About 1766, he is said to have been one of the Pump-room band at Bath, and was shortly afterwards organist of the Octagon Chapel there. He taught and read as before; and here he turned his attention to astronomy. He borrowed a small reflecting telescope of a friend; and at length, finding that the purchase of such an instrument was (“fortunately,” as it has been well expressed,) above his means, he endeavoured to construct one for himself. His first attempt was a five-feet Newtonian reflector. It was some time before he perfected himself in the method of forming mirrors: in one instance he is said to have spoiled 200 before he succeeded.

In 1781, he announced to the world the discovery of his new planet, of which we shall presently speak. He was immediately appointed private astronomer to the King, by George III., a post which, we believe, was created for him, and died with him, with a salary of £400, and removed, first to Datchet, afterwards to Slough, where he continued till his death, August 23, 1822. During this period he ran that career of patient and sagacious investigation, terminating in brilliant discovery, which has made his name so well known to the world. Little has been published concerning his private life; but the whole results of his mind are to be found in the ‘Philosophical Transactions’ between the years 1782 and 1818.
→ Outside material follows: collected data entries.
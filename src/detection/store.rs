//! Template store for the card image directory
//!
//! Cards are loaded by file name from one directory; a fixed-name reset
//! image is loaded alongside them. Load failures leave the affected card
//! undetectable instead of aborting the tracker.

use super::config::DetectorConfig;
use super::detector::CardTemplate;
use image::GrayImage;
use std::collections::HashMap;
use std::path::{Path, PathBuf};

/// File name of the designated reset-trigger image.
pub const RESET_IMAGE_NAME: &str = "restart.png";

pub struct TemplateStore {
    image_dir: PathBuf,
    config: DetectorConfig,
    templates: HashMap<String, CardTemplate>,
    reset: Option<CardTemplate>,
}

impl TemplateStore {
    pub fn new(image_dir: impl Into<PathBuf>, config: DetectorConfig) -> Self {
        Self {
            image_dir: image_dir.into(),
            config,
            templates: HashMap::new(),
            reset: None,
        }
    }

    pub fn image_dir(&self) -> &Path {
        &self.image_dir
    }

    /// Reload all card templates for the given names plus the reset image.
    ///
    /// Called whenever the tracked-target list changes. Unreadable images
    /// are logged and skipped; a missing reset image disables reset
    /// detection.
    pub fn reload(&mut self, names: &[String]) {
        self.templates.clear();
        for name in names {
            let path = self.image_dir.join(name);
            match load_gray(&path) {
                Ok(gray) => {
                    self.templates
                        .insert(name.clone(), CardTemplate::prepare(name, &gray, &self.config));
                }
                Err(e) => {
                    log::error!("Failed to load card image '{}': {}", path.display(), e);
                }
            }
        }

        let reset_path = self.image_dir.join(RESET_IMAGE_NAME);
        self.reset = match load_gray(&reset_path) {
            Ok(gray) => Some(CardTemplate::prepare(RESET_IMAGE_NAME, &gray, &self.config)),
            Err(e) => {
                log::warn!(
                    "Reset image '{}' unavailable, reset detection disabled: {}",
                    reset_path.display(),
                    e
                );
                None
            }
        };
    }

    /// Insert a card template from in-memory pixels (tests, previews).
    pub fn insert(&mut self, name: &str, gray: &GrayImage) {
        self.templates
            .insert(name.to_string(), CardTemplate::prepare(name, gray, &self.config));
    }

    pub fn get(&self, name: &str) -> Option<&CardTemplate> {
        self.templates.get(name)
    }

    pub fn reset_template(&self) -> Option<&CardTemplate> {
        self.reset.as_ref()
    }

    pub fn len(&self) -> usize {
        self.templates.len()
    }

    pub fn is_empty(&self) -> bool {
        self.templates.is_empty()
    }
}

fn load_gray(path: &Path) -> Result<GrayImage, String> {
    if !path.exists() {
        return Err(format!("file not found: {}", path.display()));
    }
    let img = image::open(path).map_err(|e| format!("unreadable image: {e}"))?;
    Ok(img.to_luma8())
}
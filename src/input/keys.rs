//! Stable key names crossing the recording-file boundary
//!
//! Recorded keys are stored by name so a recording made on one session
//! replays on another. Unknown keys survive the round trip as opaque
//! names and replay as a logged no-op.

/// Name under which a global key event is recorded.
pub fn rdev_key_name(key: &rdev::Key) -> String {
    use rdev::Key::*;
    let name = match key {
        KeyA => "a",
        KeyB => "b",
        KeyC => "c",
        KeyD => "d",
        KeyE => "e",
        KeyF => "f",
        KeyG => "g",
        KeyH => "h",
        KeyI => "i",
        KeyJ => "j",
        KeyK => "k",
        KeyL => "l",
        KeyM => "m",
        KeyN => "n",
        KeyO => "o",
        KeyP => "p",
        KeyQ => "q",
        KeyR => "r",
        KeyS => "s",
        KeyT => "t",
        KeyU => "u",
        KeyV => "v",
        KeyW => "w",
        KeyX => "x",
        KeyY => "y",
        KeyZ => "z",
        Num0 => "0",
        Num1 => "1",
        Num2 => "2",
        Num3 => "3",
        Num4 => "4",
        Num5 => "5",
        Num6 => "6",
        Num7 => "7",
        Num8 => "8",
        Num9 => "9",
        F1 => "f1",
        F2 => "f2",
        F3 => "f3",
        F4 => "f4",
        F5 => "f5",
        F6 => "f6",
        F7 => "f7",
        F8 => "f8",
        F9 => "f9",
        F10 => "f10",
        F11 => "f11",
        F12 => "f12",
        Return => "enter",
        Space => "space",
        Tab => "tab",
        Escape => "esc",
        Backspace => "backspace",
        Delete => "delete",
        Insert => "insert",
        Home => "home",
        End => "end",
        PageUp => "pageup",
        PageDown => "pagedown",
        UpArrow => "up",
        DownArrow => "down",
        LeftArrow => "left",
        RightArrow => "right",
        ShiftLeft | ShiftRight => "shift",
        ControlLeft | ControlRight => "ctrl",
        Alt => "alt",
        AltGr => "altgr",
        MetaLeft | MetaRight => "meta",
        CapsLock => "capslock",
        Minus => "-",
        Equal => "=",
        Comma => ",",
        Dot => ".",
        Slash => "/",
        SemiColon => ";",
        Quote => "'",
        BackQuote => "`",
        LeftBracket => "[",
        RightBracket => "]",
        BackSlash => "\\",
        KpReturn => "enter",
        Unknown(code) => return format!("unknown-{code}"),
        other => return format!("{other:?}").to_lowercase(),
    };
    name.to_string()
}

/// Resolve a recorded key name to an injectable key.
pub fn to_enigo_key(name: &str) -> Option<enigo::Key> {
    use enigo::Key;
    let key = match name {
        "enter" => Key::Return,
        "space" => Key::Space,
        "tab" => Key::Tab,
        "esc" => Key::Escape,
        "backspace" => Key::Backspace,
        "delete" => Key::Delete,
        "home" => Key::Home,
        "end" => Key::End,
        "pageup" => Key::PageUp,
        "pagedown" => Key::PageDown,
        "up" => Key::UpArrow,
        "down" => Key::DownArrow,
        "left" => Key::LeftArrow,
        "right" => Key::RightArrow,
        "shift" => Key::Shift,
        "ctrl" => Key::Control,
        "alt" => Key::Alt,
        "meta" => Key::Meta,
        "capslock" => Key::CapsLock,
        "f1" => Key::F1,
        "f2" => Key::F2,
        "f3" => Key::F3,
        "f4" => Key::F4,
        "f5" => Key::F5,
        "f6" => Key::F6,
        "f7" => Key::F7,
        "f8" => Key::F8,
        "f9" => Key::F9,
        "f10" => Key::F10,
        "f11" => Key::F11,
        "f12" => Key::F12,
        other => {
            let mut chars = other.chars();
            let (first, rest) = (chars.next()?, chars.next());
            if rest.is_none() {
                Key::Unicode(first)
            } else {
                return None;
            }
        }
    };
    Some(key)
}

#[cfg(test)]
mod tests {
    use super::*;

    #[test]
    fn test_letter_keys_round_trip() {
        assert_eq!(rdev_key_name(&rdev::Key::KeyA), "a");
        assert_eq!(to_enigo_key("a"), Some(enigo::Key::Unicode('a')));
    }

    #[test]
    fn test_named_keys_round_trip() {
        assert_eq!(rdev_key_name(&rdev::Key::Return), "enter");
        assert_eq!(to_enigo_key("enter"), Some(enigo::Key::Return));
        assert_eq!(rdev_key_name(&rdev::Key::F8), "f8");
        assert_eq!(to_enigo_key("f8"), Some(enigo::Key::F8));
    }

    #[test]
    fn test_unknown_keys_are_named_but_not_injectable() {
        let name = rdev_key_name(&rdev::Key::Unknown(1234));
        assert_eq!(name, "unknown-1234");
        assert_eq!(to_enigo_key(&name), None);
    }
}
We have not been able to find the dates of his knighthood, or of his receiving the degree of Doctor of Civil Law from the University of Oxford. He married (we cannot find the date) Mrs. Mary Pitt, a widow; and his only son, Sir John Herschel, has selected from the many tasks to which he is competent, that of developing and adding to his father’s discoveries.

In the space which we can devote to the astronomical and optical labours of Herschel, we cannot attempt to furnish even the smallest detail of their end and objects, since the catalogue of titles alone would occupy more room than we have to give. We can do no more than address ourselves to the impression which generally exists upon the subject, and which supposes the inventor and the philosopher to be no more than an industrious man with good eyes, clever at grinding mirrors for reflecting telescopes, and lucky enough to point one at a new planet. Such being the common notion, it is not possible to make any mere description of Herschel’s papers an index of his merits. Nor have we here understated the scientific knowledge of the public in general. When Sir John Herschel lately set out for the Cape of Good Hope, the newspapers announced his approaching departure, accompanied by the information that “six waggon loads of telescopes” were on their way to the ship, which was all that was said, except in publications expressly scientific. That one principal object of the son’s voyage was to complete a great branch of astronomy, by doing in the southern hemisphere what the father had done in the northern, was not stated for a very simple reason—that this portion of the father’s labours is hardly known by name to any but astronomers. And it is to astronomers only that Herschel is truly known. The notion entertained of him by others often reminds us of the farmer, who came to him to know the proper time to cut his hay. The philosopher replied by pointing to his own crop, which happened to be rotting on the ground under a heavy rain.

The planet which Herschel called after George III. (but which now goes under the more appropriate name of Uranus) was discovered by him March 13, 1781; not accidentally, but as one of the fruits of a laborious investigation, with a distinct and useful object. He was examining every star with one telescope, that he might obtain a definite idea of relative phenomena, which should enable him to distinguish changes actually taking place, from differences of appearance caused by the use of different telescopes: the whole being in furtherance of the design of “throwing some new light upon the organization of the celestial bodies.” The last words, which are part of the title of one of his subsequent papers, aptly express the line of astronomy to which Herschel devoted his life; and the discovery of the planet Uranus was not the chance work of a moment, but the consequence of sagacity strengthened by habit, the latter being formed with a perfect knowledge of what was wanted, as well as of what would be useful in supplying it. Had he been merely registering the places of the stars, he would probably (as others did before him) have passed the planet, perhaps with some remark upon its apparent diskiness: for though the stars have no well-defined discs, yet some have so much more of the appearance of discs than others, that a faint planet, viewed with a low power, might easily be taken for a star. But being engaged upon the stars, expressly with a view to trying how much of such a circumstance would be telescopic, and how much real, he was thereby led to try higher powers, and, eventually, other telescopes. The existence of the planet was soon ascertained, and forms one of the two great features of Herschel’s reputation in the eyes of the world at large.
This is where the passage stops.